No word as yet on where Obama plans to find the pod people for the replacements that will be necessary for this to work.

I am torn here. The Afghanistan adventure was doomed from the outset when Rumsfeld and his ilk decided to go in on an economy plan that was light on troops and heavy on cash payments to bribe warlords, tribal leaders, and drug dealers, with an exterminator's mindset rather than a community organizer's. The NATO alliance failed to focus on infrastructure building and thus failed to address the underlying issues creating the climate that made the Taliban such an attractive option to the populace in the first place, and whose resolution would have eliminated the conditions that allowed the Taliban to maintain a stranglehold on the people when they replaced the original despair with a newer, Sharia version of misery.

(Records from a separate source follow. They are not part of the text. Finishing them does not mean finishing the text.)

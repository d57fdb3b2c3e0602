// Copyright (c) 2025-2026 brdigetrlol. All rights reserved.
// SPDX-License-Identifier: LicenseRef-Icarus-Proprietary
// See LICENSE in the repository root for full license terms.

//! Command router: ordered rules mapping an utterance to an [`Intent`].
//!
//! Rules are evaluated in registration order and the first match wins.
//! Order carries meaning: "müziği duraklat" must reach the pause rule
//! before the generic "dur" shutdown rule sees it.

use std::fmt;

use crate::actions::Platform;

/// Assistant behaviour that can be switched on and off by voice.
#[derive(Debug, Clone, Copy, PartialEq, Eq)]
pub enum Mode {
    DeepThink,
    AutoQuestion,
    EmotionAware,
}

#[derive(Debug, Clone, Copy, PartialEq, Eq)]
pub enum Toggle {
    On,
    Off,
    /// Neither direction was named; invert the current state.
    Flip,
}

impl Toggle {
    fn parse(text: &str) -> Self {
        if text.contains("aç") || text.contains("aktif") {
            Self::On
        } else if text.contains("kapat") || text.contains("pasif") {
            Self::Off
        } else {
            Self::Flip
        }
    }

    pub fn apply(self, current: bool) -> bool {
        match self {
            Self::On => true,
            Self::Off => false,
            Self::Flip => !current,
        }
    }
}

/// What the user asked for.
#[derive(Debug, Clone, PartialEq)]
pub enum Intent {
    /// Run the named entry of the action registry.
    Action(&'static str),
    /// Web search; `None` when the query still has to be asked for.
    Search(Option<String>),
    /// Canned conversational reply.
    SmartReply(&'static str),
    /// Ask which song to play; `None` when the platform must be asked first.
    AskSong(Option<Platform>),
    AskYoutuber,
    AskVideo,
    /// Spell text out; `None` when the text still has to be asked for.
    Spell(Option<String>),
    Weather,
    Time,
    EmotionSummary,
    ConversationAnalysis,
    AskQuestion,
    SetMode(Mode, Toggle),
    Motivate,
    Sleep,
    Wake,
    Help,
    Shutdown,
    /// Nothing matched; treat the utterance as conversation.
    Chat,
}

type Matcher = Box<dyn Fn(&str) -> Option<Intent> + Send + Sync>;

pub struct Rule {
    pub name: &'static str,
    /// Sample utterance, read out by the help command.
    pub example: &'static str,
    matcher: Matcher,
}

impl Rule {
    pub fn new<F>(name: &'static str, example: &'static str, matcher: F) -> Self
    where
        F: Fn(&str) -> Option<Intent> + Send + Sync + 'static,
    {
        Self {
            name,
            example,
            matcher: Box::new(matcher),
        }
    }

    /// Matches when any phrase occurs anywhere in the utterance.
    pub fn phrases(name: &'static str, phrases: &'static [&'static str], intent: Intent) -> Self {
        let example = phrases.first().copied().unwrap_or(name);
        Self::new(name, example, move |text| {
            phrases.iter().any(|p| text.contains(p)).then(|| intent.clone())
        })
    }

    pub fn matches(&self, text: &str) -> Option<Intent> {
        (self.matcher)(text)
    }
}

impl fmt::Debug for Rule {
    fn fmt(&self, f: &mut fmt::Formatter<'_>) -> fmt::Result {
        f.debug_struct("Rule")
            .field("name", &self.name)
            .field("example", &self.example)
            .finish()
    }
}

const SMART_REPLIES: &[(&str, &str)] = &[
    ("selam", "Aleyküm selam"),
    ("nasılsın", "Teşekkür ederim, ben iyiyim. Siz nasılsınız?"),
    ("sen kimsin", "Ben JARVIS, size yardımcı olmak için buradayım!"),
    ("ne yapıyorsun", "Sizi dinliyorum ve komutlarınızı bekliyorum!"),
    ("teşekkür ederim", "Rica ederim, her zaman yanınızdayım!"),
    ("sağ ol", "Ne demek, ben buradayım!"),
    ("günaydın", "Günaydın! Harika bir gün geçirmenizi diliyorum!"),
    ("iyi geceler", "İyi geceler! Tatlı rüyalar!"),
    ("ne haber", "Her şey yolunda, sizden haber bekliyorum!"),
];

const SEARCH_PHRASES: &[&str] = &["google'da ara", "google ara", "arama yap"];
/// Queries this short are treated as missing.
const MIN_QUERY_CHARS: usize = 2;

/// Longest first so the whole phrase is stripped from the text to spell.
const SPELL_PHRASES: &[&str] = &["heceleyerek oku", "hecele"];

const SHUTDOWN_PHRASES: &[&str] = &["dur jarvis", "güle güle"];
/// Matched as whole words so "açık" never reads as "çık".
const SHUTDOWN_WORDS: &[&str] = &["kapan", "çık", "dur"];

/// Canned reply for a greeting or pleasantry, if the text contains one.
pub fn smart_reply(text: &str) -> Option<&'static str> {
    let lower = text.to_lowercase();
    SMART_REPLIES
        .iter()
        .find(|(key, _)| lower.contains(key))
        .map(|(_, reply)| *reply)
}

fn words(text: &str) -> impl Iterator<Item = &str> {
    text.split(|c: char| !c.is_alphanumeric()).filter(|w| !w.is_empty())
}

pub(crate) fn has_word(text: &str, candidates: &[&str]) -> bool {
    words(text).any(|w| candidates.contains(&w))
}

fn search_query(text: &str) -> Option<Intent> {
    let phrase = SEARCH_PHRASES.iter().find(|p| text.contains(*p))?;
    let query = text.replacen(phrase, "", 1).trim().to_string();
    let query = (query.chars().count() > MIN_QUERY_CHARS).then_some(query);
    Some(Intent::Search(query))
}

fn spell_text(text: &str) -> Option<Intent> {
    let phrase = SPELL_PHRASES.iter().find(|p| text.contains(*p))?;
    let rest = text.replacen(phrase, "", 1).trim().to_string();
    Some(Intent::Spell((!rest.is_empty()).then_some(rest)))
}

fn mode_rule(name: &'static str, phrases: &'static [&'static str], mode: Mode) -> Rule {
    Rule::new(name, phrases[0], move |text| {
        phrases
            .iter()
            .any(|p| text.contains(p))
            .then(|| Intent::SetMode(mode, Toggle::parse(text)))
    })
}

#[derive(Debug, Default)]
pub struct CommandRouter {
    rules: Vec<Rule>,
}

impl CommandRouter {
    pub fn new() -> Self {
        Self::default()
    }

    pub fn with_defaults() -> Self {
        let mut router = Self::new();
        router.register_defaults();
        router
    }

    fn register_defaults(&mut self) {
        use Intent::*;

        self.push(Rule::phrases("spotify", &["spotify aç", "spotify'ı aç"], Action("spotify")));
        self.push(Rule::phrases("youtube", &["youtube aç", "youtube'u aç"], Action("youtube")));
        self.push(Rule::phrases("news", &["haberleri aç", "haber oku", "haberler"], Action("news")));
        self.push(Rule::phrases(
            "youtube_song",
            &["şarkıyı youtube dan aç", "youtube dan şarkı aç"],
            AskSong(Some(Platform::YouTube)),
        ));
        self.push(Rule::new("smart_reply", "nasılsın", |text| smart_reply(text).map(SmartReply)));
        self.push(mode_rule("deep_think", &["derin düşünme", "akıllı mod", "düşünme modu"], Mode::DeepThink));
        self.push(mode_rule("question_mode", &["soru modu", "soru sorma"], Mode::AutoQuestion));
        self.push(Rule::phrases(
            "ask_question",
            &["bana soru sor", "soru sor", "merak ettiğin", "günlük soru"],
            AskQuestion,
        ));
        self.push(Rule::phrases(
            "conversation_analysis",
            &["konuşma analizi", "ne konuştuk", "sohbet analizi"],
            ConversationAnalysis,
        ));
        self.push(Rule::phrases(
            "emotion_summary",
            &["duygu özet", "duygu analizi", "nasıl hissediyorum"],
            EmotionSummary,
        ));
        self.push(mode_rule("emotion_mode", &["duygu modu", "duygu farkındalık"], Mode::EmotionAware));
        self.push(Rule::new("search", SEARCH_PHRASES[0], search_query));
        self.push(Rule::phrases("pause", &["duraklat", "müziği durdur", "şarkıyı durdur"], Action("pause")));
        self.push(Rule::phrases("switch_tab", &["sekme değiştir"], Action("switch_tab")));
        self.push(Rule::phrases("netflix", &["netflix aç", "film aç"], Action("netflix")));
        self.push(Rule::phrases("maps", &["harita aç", "haritaları aç"], Action("maps")));
        self.push(Rule::phrases("change_song", &["şarkı değiştir", "müzik değiştir"], Action("next")));
        self.push(Rule::phrases("next_video", &["video değiştir", "sonraki video"], Action("next_video")));
        self.push(Rule::phrases("youtuber", &["video aç", "youtuber videosu aç"], AskYoutuber));
        self.push(Rule::phrases("video", &["video ara"], AskVideo));
        self.push(Rule::phrases("fullscreen", &["tam ekran", "fullscreen"], Action("fullscreen")));
        self.push(Rule::new("spell", SPELL_PHRASES[1], spell_text));
        self.push(Rule::phrases("resume", &["müzik devam et", "şarkı devam et"], Action("resume")));
        self.push(Rule::phrases("next", &["sonraki şarkı", "bir sonraki"], Action("next")));
        self.push(Rule::phrases("previous", &["önceki şarkı", "bir önceki"], Action("previous")));
        self.push(Rule::phrases("time", &["saat kaç", "saati söyle"], Time));
        self.push(Rule::phrases("weather", &["hava durumu", "hava nasıl"], Weather));
        self.push(Rule::phrases("motivate", &["beni öv", "motivasyon"], Motivate));
        self.push(Rule::new("sleep", "uyku modu", |text| {
            (text.contains("uyku modu") || has_word(text, &["uyu"])).then_some(Sleep)
        }));
        self.push(Rule::phrases("wake", &["uyan"], Wake));
        self.push(Rule::phrases("music", &["müzik aç", "şarkı aç"], AskSong(None)));
        self.push(Rule::phrases("volume_up", &["sesi aç"], Action("volume_up")));
        self.push(Rule::phrases("volume_down", &["sesi kıs"], Action("volume_down")));
        self.push(Rule::phrases("new_tab", &["sekme aç"], Action("new_tab")));
        self.push(Rule::phrases("close_tab", &["sekme kapat"], Action("close_tab")));
        self.push(Rule::phrases("help", &["yardım", "komutlar"], Help));
        self.push(Rule::new("shutdown", "kapan", |text| {
            let hit = SHUTDOWN_PHRASES.iter().any(|p| text.contains(p)) || has_word(text, SHUTDOWN_WORDS);
            hit.then_some(Shutdown)
        }));
    }

    /// Append a rule after all existing ones.
    pub fn push(&mut self, rule: Rule) {
        self.rules.push(rule);
    }

    /// Intent of the first matching rule, [`Intent::Chat`] when none match.
    pub fn route(&self, text: &str) -> Intent {
        let lower = text.trim().to_lowercase();
        self.rules
            .iter()
            .find_map(|rule| rule.matches(&lower))
            .unwrap_or(Intent::Chat)
    }

    pub fn rules(&self) -> &[Rule] {
        &self.rules
    }

    pub fn rule_names(&self) -> Vec<&'static str> {
        self.rules.iter().map(|r| r.name).collect()
    }
}

#[cfg(test)]
mod tests {
    use super::*;

    fn route(text: &str) -> Intent {
        CommandRouter::with_defaults().route(text)
    }

    #[test]
    fn test_pause_before_generic_stop() {
        assert_eq!(route("müziği duraklat"), Intent::Action("pause"));
        assert_eq!(route("müziği durdur"), Intent::Action("pause"));
        assert_eq!(route("dur"), Intent::Shutdown);
        assert_eq!(route("dur jarvis"), Intent::Shutdown);
        assert_eq!(route("Güle güle"), Intent::Shutdown);
    }

    #[test]
    fn test_shutdown_words_are_whole_words() {
        assert_eq!(route("kapı açık"), Intent::Chat);
        assert_eq!(route("durum iyi"), Intent::Chat);
        assert_eq!(route("artık çık"), Intent::Shutdown);
    }

    #[test]
    fn test_direct_actions() {
        assert_eq!(route("Spotify aç"), Intent::Action("spotify"));
        assert_eq!(route("youtube'u aç lütfen"), Intent::Action("youtube"));
        assert_eq!(route("haberleri aç"), Intent::Action("news"));
        assert_eq!(route("sesi kıs"), Intent::Action("volume_down"));
        assert_eq!(route("bir sonraki şarkıya geç"), Intent::Action("next"));
    }

    #[test]
    fn test_search_query_extraction() {
        assert_eq!(
            route("google'da ara hava durumu"),
            Intent::Search(Some("hava durumu".into()))
        );
        assert_eq!(route("google'da ara"), Intent::Search(None));
        assert_eq!(route("arama yap ab"), Intent::Search(None));
    }

    #[test]
    fn test_mode_toggles() {
        assert_eq!(route("derin düşünme aç"), Intent::SetMode(Mode::DeepThink, Toggle::On));
        assert_eq!(route("soru modu kapat"), Intent::SetMode(Mode::AutoQuestion, Toggle::Off));
        assert_eq!(route("duygu modu"), Intent::SetMode(Mode::EmotionAware, Toggle::Flip));
        assert_eq!(route("duygu farkındalık pasif"), Intent::SetMode(Mode::EmotionAware, Toggle::Off));
    }

    #[test]
    fn test_toggle_apply() {
        assert!(Toggle::On.apply(false));
        assert!(!Toggle::Off.apply(true));
        assert!(Toggle::Flip.apply(false));
        assert!(!Toggle::Flip.apply(true));
    }

    #[test]
    fn test_smart_replies() {
        assert_eq!(route("selam"), Intent::SmartReply("Aleyküm selam"));
        assert_eq!(
            route("teşekkür ederim"),
            Intent::SmartReply("Rica ederim, her zaman yanınızdayım!")
        );
        assert_eq!(smart_reply("Nasılsın bugün"), Some("Teşekkür ederim, ben iyiyim. Siz nasılsınız?"));
        assert_eq!(smart_reply("film izledim"), None);
    }

    #[test]
    fn test_assistant_intents() {
        assert_eq!(route("saat kaç"), Intent::Time);
        assert_eq!(route("duygu özeti ver"), Intent::EmotionSummary);
        assert_eq!(route("nasıl hissediyorum"), Intent::EmotionSummary);
        assert_eq!(route("ne konuştuk"), Intent::ConversationAnalysis);
        assert_eq!(route("bana soru sor"), Intent::AskQuestion);
        assert_eq!(route("uyku modu"), Intent::Sleep);
        assert_eq!(route("uyu"), Intent::Sleep);
        assert_eq!(route("uyan"), Intent::Wake);
        assert_eq!(route("beni öv"), Intent::Motivate);
        assert_eq!(route("yardım"), Intent::Help);
        assert_eq!(route("bugün çok yoruldum"), Intent::Chat);
    }

    #[test]
    fn test_custom_rule_appended_last() {
        let mut router = CommandRouter::with_defaults();
        router.push(Rule::phrases("podcast", &["podcast aç", "hava durumu"], Intent::Chat));
        assert_eq!(router.rule_names().last(), Some(&"podcast"));
        // earlier rules still win for their own phrases
        assert_eq!(router.route("google ara hava durumu"), Intent::Search(Some("hava durumu".into())));
        assert_eq!(router.route("hava durumu"), Intent::Weather);
        assert_eq!(router.route("podcast aç"), Intent::Chat);
    }

    #[test]
    fn test_song_flows() {
        assert_eq!(route("müzik aç"), Intent::AskSong(None));
        assert_eq!(route("bir şarkı aç"), Intent::AskSong(None));
        assert_eq!(route("şarkıyı youtube dan aç"), Intent::AskSong(Some(Platform::YouTube)));
        assert_eq!(route("youtube dan şarkı aç"), Intent::AskSong(Some(Platform::YouTube)));
        assert_eq!(route("şarkı değiştir"), Intent::Action("next"));
        assert_eq!(route("müzik değiştir"), Intent::Action("next"));
    }

    #[test]
    fn test_video_flows() {
        assert_eq!(route("video aç"), Intent::AskYoutuber);
        assert_eq!(route("youtuber videosu aç"), Intent::AskYoutuber);
        assert_eq!(route("video ara"), Intent::AskVideo);
        assert_eq!(route("video değiştir"), Intent::Action("next_video"));
        // reaches the video rule before "bir sonraki" skips a track
        assert_eq!(route("bir sonraki video"), Intent::Action("next_video"));
    }

    #[test]
    fn test_spell_inline_text() {
        assert_eq!(route("hecele"), Intent::Spell(None));
        assert_eq!(route("heceleyerek oku"), Intent::Spell(None));
        assert_eq!(route("jarvis kelimesini hecele"), Intent::Spell(Some("jarvis kelimesini".into())));
    }

    #[test]
    fn test_weather() {
        assert_eq!(route("hava durumu"), Intent::Weather);
        assert_eq!(route("bugün hava nasıl"), Intent::Weather);
    }
}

If you have not yet picked up Ahmed Rashid's Descent into Chaos: The U.S. and the Disaster in Pakistan, Afghanistan, and Central Asia, please do so now and spend the next week reading it, as well as hoping fervently that either Obama or someone with his ear has done the same. Eighteen months to undo decades of pure chaos and malfeasance? I hope it works. Without a parallel level of effort, money, and manpower on the part of just about every country in NATO, directed as much at infrastructure and civil affairs as military objectives, I'm not sure how this happens in eighteen months, if at all.